Conclusions: The N40 amplitude may index level of attention toward the leg during planning. The SEP is gated during planning the Toward condition, which may indicate that paying attention to plan a leg movement reduces the level of stimulus that reaches the cortex. This may have implications for somatosensory rehabilitation of the lower limb.


Physiological markers of dyspnoea: can surface electromyography be used?

Reid Mitchell

Exertional dyspnoea is a debilitating symptom that has a significant impact on exercise tolerance and quality of life in patients suffering from chronic respiratory diseases.  Recent evidence suggests that crural diaphragm electromyography (EMGdi) may be used as a physiological marker of exertional dyspnoea in humans.  However, this technique is invasive, technically demanding, and unlikely to be used in the clinical setting.  Surface EMG of the parasternal intercostal muscle (sEMGpara) has been proposed to be a non-invasive alternative to EMGdi during cycle exercise.  However, it is unclear if the sEMGpara signal is contaminated by EMG activity of the pectoralis muscles during cycle exercise.  Accordingly, the purpose of this study was to examine EMGdi and sEMGpara during upright cycling where subjects alternated between their hands on and off the handlebars.

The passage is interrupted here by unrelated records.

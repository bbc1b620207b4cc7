//! Application configuration.
//!
//! Centralizes all configuration constants used throughout the application.
//! [`BringUpConfig`] bundles the values the orchestrator needs so tests and
//! other hosts can build orchestrators with their own limits.

use crate::core::PackageManager;

// =============================================================================
// Application Metadata
// =============================================================================

/// Application name displayed in the header.
pub const APP_NAME: &str = "devshell";

/// Maximum log level forwarded to the browser console.
pub const LOG_LEVEL: log::LevelFilter = log::LevelFilter::Info;

// =============================================================================
// Import Configuration
// =============================================================================

/// Largest accepted upload (50 MiB).
pub const MAX_ARCHIVE_BYTES: u64 = 50 * 1024 * 1024;

/// Largest size a single archive member may extract to (256 MiB). Larger
/// members are skipped like any other unreadable entry.
pub const MAX_ENTRY_BYTES: u64 = 256 * 1024 * 1024;

/// Accepted upload name suffixes (also used as the file picker filter).
pub const SUPPORTED_EXTENSIONS: &[&str] = &[".zip", ".tar.gz"];

/// Project descriptor that must exist at the mount root.
pub const MANIFEST_FILE: &str = "package.json";

/// Lock files probed in priority order; npm is used when none is present.
pub const LOCK_FILES: &[(&str, PackageManager)] = &[
    ("yarn.lock", PackageManager::Yarn),
    ("pnpm-lock.yaml", PackageManager::Pnpm),
];

/// Script names tried in order when starting the project.
pub const START_SCRIPTS: &[&str] = &["dev", "start"];

// =============================================================================
// Readiness Configuration
// =============================================================================

/// Readiness probe defaults.
pub mod readiness {
    /// Endpoint polled after the start command is issued.
    pub const URL: &str = "http://localhost:3000";
    /// Delay between probe attempts in milliseconds.
    pub const INTERVAL_MS: u32 = 1000;
    /// Failed connection attempts allowed before giving up.
    pub const MAX_ATTEMPTS: u32 = 30;
}

// =============================================================================
// File Tree Configuration
// =============================================================================

/// Entry names hidden from the file tree in addition to dot/underscore names.
pub const DEFAULT_HIDDEN_NAMES: &[&str] = &["node_modules"];

/// Directories the file map snapshot does not descend into.
pub const SNAPSHOT_SKIP_DIRS: &[&str] = &["node_modules"];

/// Horizontal indent per tree depth level, in pixels.
pub const TREE_INDENT_PX: usize = 8;

// =============================================================================
// Terminal Configuration
// =============================================================================

/// Maximum number of lines each terminal view keeps.
pub const MAX_TERMINAL_LINES: usize = 2000;

/// Maximum number of terminal views open at once.
pub const MAX_TERMINALS: usize = 4;

// =============================================================================
// UI Configuration
// =============================================================================

/// How long a toast stays visible, in milliseconds.
pub const TOAST_DURATION_MS: u32 = 4000;

/// Icon theme selection.
///
/// Available themes:
/// - `Bootstrap` - Familiar, slightly bolder (default)
/// - `Lucide` - Minimal, thin strokes
#[derive(Debug, Clone, Copy, PartialEq, Eq, Default)]
#[allow(dead_code)]
pub enum IconTheme {
    #[default]
    Bootstrap,
    Lucide,
}

/// Icon theme used throughout the workbench.
pub const ICON_THEME: IconTheme = IconTheme::Bootstrap;

// =============================================================================
// Bring-Up Configuration
// =============================================================================

/// Polling policy for server readiness.
#[derive(Clone, Debug, PartialEq, Eq)]
pub struct ReadinessConfig {
    pub url: String,
    pub interval_ms: u32,
    pub max_attempts: u32,
}

impl Default for ReadinessConfig {
    fn default() -> Self {
        Self {
            url: readiness::URL.to_string(),
            interval_ms: readiness::INTERVAL_MS,
            max_attempts: readiness::MAX_ATTEMPTS,
        }
    }
}

/// Everything the orchestrator needs to drive one import attempt.
#[derive(Clone, Debug, PartialEq, Eq)]
pub struct BringUpConfig {
    pub max_archive_bytes: u64,
    pub max_entry_bytes: u64,
    pub manifest_file: String,
    pub start_scripts: Vec<String>,
    /// Strip a single top-level folder when it holds the manifest.
    pub strip_single_root: bool,
    pub readiness: ReadinessConfig,
}

impl Default for BringUpConfig {
    fn default() -> Self {
        Self {
            max_archive_bytes: MAX_ARCHIVE_BYTES,
            max_entry_bytes: MAX_ENTRY_BYTES,
            manifest_file: MANIFEST_FILE.to_string(),
            start_scripts: START_SCRIPTS.iter().map(|s| s.to_string()).collect(),
            strip_single_root: true,
            readiness: ReadinessConfig::default(),
        }
    }
}
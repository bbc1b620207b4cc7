//! Toast notifications stacked in the bottom-right corner.

use leptos::prelude::*;

use crate::app::AppContext;
use crate::models::ToastLevel;

stylance::import_crate_style!(css, "src/components/toast/toast.module.css");

fn level_class(level: ToastLevel) -> &'static str {
    match level {
        ToastLevel::Success => css::success,
        ToastLevel::Error => css::error,
        ToastLevel::Info => css::info,
        ToastLevel::Warning => css::warning,
    }
}

#[component]
pub fn Toasts() -> impl IntoView {
    let ctx = use_context::<AppContext>().expect("AppContext must be provided at root");

    view! {
        <div class=css::stack aria-live="polite">
            <For
                each=move || ctx.toasts.get()
                key=|toast| toast.id
                children=move |toast| {
                    let id = toast.id;
                    view! {
                        <div
                            class=format!("{} {}", css::toast, level_class(toast.level))
                            role="status"
                            on:click=move |_| ctx.dismiss_toast(id)
                        >
                            {toast.message}
                        </div>
                    }
                }
            />
        </div>
    }
}
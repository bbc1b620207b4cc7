//! `log` backend writing to the browser console.

use log::{Level, LevelFilter, Log, Metadata, Record};

pub struct ConsoleLogger;

static LOGGER: ConsoleLogger = ConsoleLogger;

/// Install the console logger. Later calls are ignored.
pub fn init(level: LevelFilter) {
    if log::set_logger(&LOGGER).is_ok() {
        log::set_max_level(level);
    }
}

fn format_line(record: &Record) -> String {
    format!("[{}] {}: {}", record.level(), record.target(), record.args())
}

impl Log for ConsoleLogger {
    fn enabled(&self, metadata: &Metadata) -> bool {
        metadata.level() <= log::max_level()
    }

    fn log(&self, record: &Record) {
        if self.enabled(record.metadata()) {
            emit(record.level(), &format_line(record));
        }
    }

    fn flush(&self) {}
}

#[cfg(target_arch = "wasm32")]
fn emit(level: Level, line: &str) {
    let line = wasm_bindgen::JsValue::from_str(line);
    match level {
        Level::Error => web_sys::console::error_1(&line),
        Level::Warn => web_sys::console::warn_1(&line),
        Level::Info => web_sys::console::info_1(&line),
        Level::Debug | Level::Trace => web_sys::console::debug_1(&line),
    }
}

#[cfg(not(target_arch = "wasm32"))]
fn emit(_level: Level, line: &str) {
    eprintln!("{}", line);
}

#[cfg(test)]
mod tests {
    use super::*;

    #[test]
    fn test_format_line() {
        let line = format_line(
            &Record::builder()
                .args(format_args!("mounting {} files", 3))
                .level(Level::Info)
                .target("devshell::core")
                .build(),
        );
        assert_eq!(line, "[INFO] devshell::core: mounting 3 files");
    }
}
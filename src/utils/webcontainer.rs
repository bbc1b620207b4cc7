//! [`Runtime`] backed by the StackBlitz WebContainer API.
//!
//! The page loads `@webcontainer/api` and exposes the `WebContainer` class on
//! `window` (see `index.html`). Booting is lazy: the first runtime call boots
//! the container, concurrent callers share that boot, and a failed boot is
//! forgotten so the next call tries again.

use std::cell::RefCell;
use std::collections::BTreeMap;

use futures::future::{FutureExt, LocalBoxFuture, Shared};
use js_sys::{Array, Object, Promise, Reflect, Uint8Array};
use wasm_bindgen::prelude::*;
use wasm_bindgen_futures::{spawn_local, JsFuture};
use web_sys::ReadableStreamDefaultReader;

use crate::core::{OutputPipe, Process, Runtime, RuntimeError};
use crate::models::{DirEntry, MountNode, MountTree};

// =============================================================================
// Bindings
// =============================================================================

#[wasm_bindgen]
extern "C" {
    #[derive(Clone)]
    type WebContainer;

    #[wasm_bindgen(static_method_of = WebContainer, catch)]
    fn boot() -> Result<Promise, JsValue>;

    #[wasm_bindgen(method, getter)]
    fn fs(this: &WebContainer) -> ContainerFs;

    #[wasm_bindgen(method, catch)]
    fn mount(this: &WebContainer, tree: &JsValue) -> Result<Promise, JsValue>;

    #[wasm_bindgen(method, catch)]
    fn spawn(this: &WebContainer, command: &str, args: &Array) -> Result<Promise, JsValue>;

    type ContainerFs;

    #[wasm_bindgen(method, catch, js_name = readFile)]
    fn read_file(this: &ContainerFs, path: &str) -> Result<Promise, JsValue>;

    #[wasm_bindgen(method, catch)]
    fn readdir(this: &ContainerFs, path: &str, options: &JsValue) -> Result<Promise, JsValue>;

    #[wasm_bindgen(method, catch)]
    fn rm(this: &ContainerFs, path: &str, options: &JsValue) -> Result<Promise, JsValue>;

    #[wasm_bindgen(method, catch)]
    fn mkdir(this: &ContainerFs, path: &str, options: &JsValue) -> Result<Promise, JsValue>;

    type ContainerProcess;

    #[wasm_bindgen(method, getter)]
    fn output(this: &ContainerProcess) -> web_sys::ReadableStream;

    #[wasm_bindgen(method, getter)]
    fn exit(this: &ContainerProcess) -> Promise;

    #[wasm_bindgen(method, js_name = kill)]
    fn kill_process(this: &ContainerProcess);

    type ContainerDirEnt;

    #[wasm_bindgen(method, getter)]
    fn name(this: &ContainerDirEnt) -> String;

    #[wasm_bindgen(method, js_name = isFile)]
    fn is_file(this: &ContainerDirEnt) -> bool;
}

// =============================================================================
// Helpers
// =============================================================================

fn describe(err: &JsValue) -> String {
    err.as_string()
        .or_else(|| {
            Reflect::get(err, &JsValue::from_str("message"))
                .ok()
                .and_then(|m| m.as_string())
        })
        .unwrap_or_else(|| format!("{:?}", err))
}

fn fs_error(path: &str, err: JsValue) -> RuntimeError {
    let message = describe(&err);
    if message.contains("ENOENT") {
        RuntimeError::NotFound(path.to_string())
    } else {
        RuntimeError::Io(format!("{}: {}", path, message))
    }
}

async fn settle(promise: Result<Promise, JsValue>) -> Result<JsValue, JsValue> {
    JsFuture::from(promise?).await
}

fn options(pairs: &[(&str, bool)]) -> Result<JsValue, RuntimeError> {
    let obj = Object::new();
    for (key, value) in pairs {
        Reflect::set(&obj, &JsValue::from_str(key), &JsValue::from_bool(*value))
            .map_err(|e| RuntimeError::Io(describe(&e)))?;
    }
    Ok(obj.into())
}

/// Convert to the `{ name: { file: { contents } } | { directory: {...} } }`
/// shape `mount` expects.
fn tree_to_js(children: &BTreeMap<String, MountNode>) -> Result<Object, JsValue> {
    let out = Object::new();
    for (name, node) in children {
        let entry = Object::new();
        match node {
            MountNode::File { contents } => {
                let file = Object::new();
                Reflect::set(
                    &file,
                    &JsValue::from_str("contents"),
                    &Uint8Array::from(contents.as_slice()),
                )?;
                Reflect::set(&entry, &JsValue::from_str("file"), &file)?;
            }
            MountNode::Directory { children } => {
                let dir = tree_to_js(children)?;
                Reflect::set(&entry, &JsValue::from_str("directory"), &dir)?;
            }
        }
        Reflect::set(&out, &JsValue::from_str(name), &entry)?;
    }
    Ok(out)
}

/// Resolves once a process output stream has closed and every chunk has
/// been handed to the pipe.
type Drained = Shared<LocalBoxFuture<'static, ()>>;

/// Forward a process output stream to `output` until it closes.
fn pump_output(stream: web_sys::ReadableStream, output: OutputPipe) -> Drained {
    let reader: ReadableStreamDefaultReader = stream.get_reader().unchecked_into();
    let pump = async move {
        loop {
            let chunk = match JsFuture::from(reader.read()).await {
                Ok(chunk) => chunk,
                Err(e) => {
                    log::warn!("process output stream failed: {}", describe(&e));
                    break;
                }
            };
            let done = Reflect::get(&chunk, &JsValue::from_str("done"))
                .ok()
                .and_then(|d| d.as_bool())
                .unwrap_or(true);
            if done {
                break;
            }
            if let Some(text) = Reflect::get(&chunk, &JsValue::from_str("value"))
                .ok()
                .and_then(|v| v.as_string())
            {
                output(&text);
            }
        }
    }
    .boxed_local()
    .shared();
    spawn_local(pump.clone());
    pump
}

// =============================================================================
// Runtime
// =============================================================================

type BootFuture = Shared<LocalBoxFuture<'static, Result<WebContainer, RuntimeError>>>;

async fn boot_container() -> Result<WebContainer, RuntimeError> {
    log::info!("booting WebContainer");
    let instance = settle(WebContainer::boot())
        .await
        .map_err(|e| RuntimeError::Boot(describe(&e)))?;
    Ok(instance.unchecked_into())
}

#[derive(Default)]
pub struct WebContainerRuntime {
    boot: RefCell<Option<BootFuture>>,
}

impl WebContainerRuntime {
    pub fn new() -> Self {
        Self::default()
    }

    async fn instance(&self) -> Result<WebContainer, RuntimeError> {
        let boot = self
            .boot
            .borrow_mut()
            .get_or_insert_with(|| boot_container().boxed_local().shared())
            .clone();

        let result = boot.clone().await;
        if result.is_err() {
            let mut slot = self.boot.borrow_mut();
            if slot.as_ref().is_some_and(|current| current.ptr_eq(&boot)) {
                *slot = None;
            }
        }
        result
    }
}

pub struct WebContainerProcess {
    handle: ContainerProcess,
    exit: Promise,
    drained: Drained,
}

impl Process for WebContainerProcess {
    async fn exit(&self) -> i32 {
        let code = match JsFuture::from(self.exit.clone()).await {
            Ok(code) => code.as_f64().map(|c| c as i32).unwrap_or(-1),
            Err(e) => {
                log::warn!("process exit failed: {}", describe(&e));
                -1
            }
        };
        // The exit promise can settle before the last chunks are read.
        self.drained.clone().await;
        code
    }

    fn kill(&self) {
        self.handle.kill_process();
    }
}

impl Runtime for WebContainerRuntime {
    type Process = WebContainerProcess;

    async fn mount(&self, tree: &MountTree) -> Result<(), RuntimeError> {
        let container = self.instance().await?;
        let js_tree = tree_to_js(tree.entries()).map_err(|e| RuntimeError::Mount(describe(&e)))?;
        settle(container.mount(&js_tree))
            .await
            .map(|_| ())
            .map_err(|e| RuntimeError::Mount(describe(&e)))
    }

    async fn read_file(&self, path: &str) -> Result<Vec<u8>, RuntimeError> {
        let container = self.instance().await?;
        let bytes = settle(container.fs().read_file(path))
            .await
            .map_err(|e| fs_error(path, e))?;
        Ok(Uint8Array::new(&bytes).to_vec())
    }

    async fn list_directory(&self, path: &str) -> Result<Vec<DirEntry>, RuntimeError> {
        let container = self.instance().await?;
        let opts = options(&[("withFileTypes", true)])?;
        let listing = settle(container.fs().readdir(path, &opts))
            .await
            .map_err(|e| fs_error(path, e))?;

        Ok(Array::from(&listing)
            .iter()
            .map(|value| {
                let entry: ContainerDirEnt = value.unchecked_into();
                if entry.is_file() {
                    DirEntry::file(entry.name())
                } else {
                    DirEntry::folder(entry.name())
                }
            })
            .collect())
    }

    async fn remove_path(&self, path: &str, recursive: bool) -> Result<(), RuntimeError> {
        let container = self.instance().await?;
        let opts = options(&[("recursive", recursive), ("force", true)])?;
        match settle(container.fs().rm(path, &opts)).await {
            Ok(_) => Ok(()),
            Err(e) => match fs_error(path, e) {
                err if err.is_not_found() => Ok(()),
                err => Err(err),
            },
        }
    }

    async fn make_directory(&self, path: &str, recursive: bool) -> Result<(), RuntimeError> {
        let container = self.instance().await?;
        let opts = options(&[("recursive", recursive)])?;
        match settle(container.fs().mkdir(path, &opts)).await {
            Ok(_) => Ok(()),
            Err(e) if describe(&e).contains("EEXIST") => Ok(()),
            Err(e) => Err(fs_error(path, e)),
        }
    }

    async fn spawn(
        &self,
        command: &str,
        args: &[String],
        output: OutputPipe,
    ) -> Result<WebContainerProcess, RuntimeError> {
        let container = self.instance().await?;
        let js_args: Array = args.iter().map(|a| JsValue::from_str(a)).collect();
        let handle: ContainerProcess = settle(container.spawn(command, &js_args))
            .await
            .map_err(|e| RuntimeError::Spawn {
                command: command.to_string(),
                reason: describe(&e),
            })?
            .unchecked_into();

        let drained = pump_output(handle.output(), output);
        let exit = handle.exit();
        Ok(WebContainerProcess {
            handle,
            exit,
            drained,
        })
    }
}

Ten healthy subjects (5M:5F, age=24±1yrs; V ̇O2max=53±9 ml×kg-1×min-1) were instrumented with an esophageal electrode catheter to measure crural EMGdi, as well as surface electrodes placed bilaterally on the 2nd parasternal intercostal space to measure sEMGpara.  Participants then underwent an incremental cycle test starting at 100W with the work rate increasing by 50W every 3 minutes until volitional exhaustion.  Subjects alternated between 30 seconds of hands on and 30 seconds off the handlebars during the second half of each stage.
There was no difference in EMGdi across all submaximal exercise intensities (p>0.05) and at maximal exercise (64±11 vs. 62±7%max; p=0.37) when comparing the hands on vs. hands off conditions.  In contrast, sEMGpara was, on average, 74% higher during the hands on vs. hands off condition at submaximal work rates (i.e., 50, 100 and 150W; p<0.05).  The sEMGpara was also significantly higher in the hands on vs. hands off condition at maximal exercise (29±18 vs. 16±9%max, respectively; p=0.04).
These results suggest that activation of the pectoralis muscles at both submaximal and maximal intensities significantly influences the sEMGpara signal.  Consequently, sEMGpara should not be used as a surrogate for EMGdi or dyspnoea, at least during upright cycle exercise.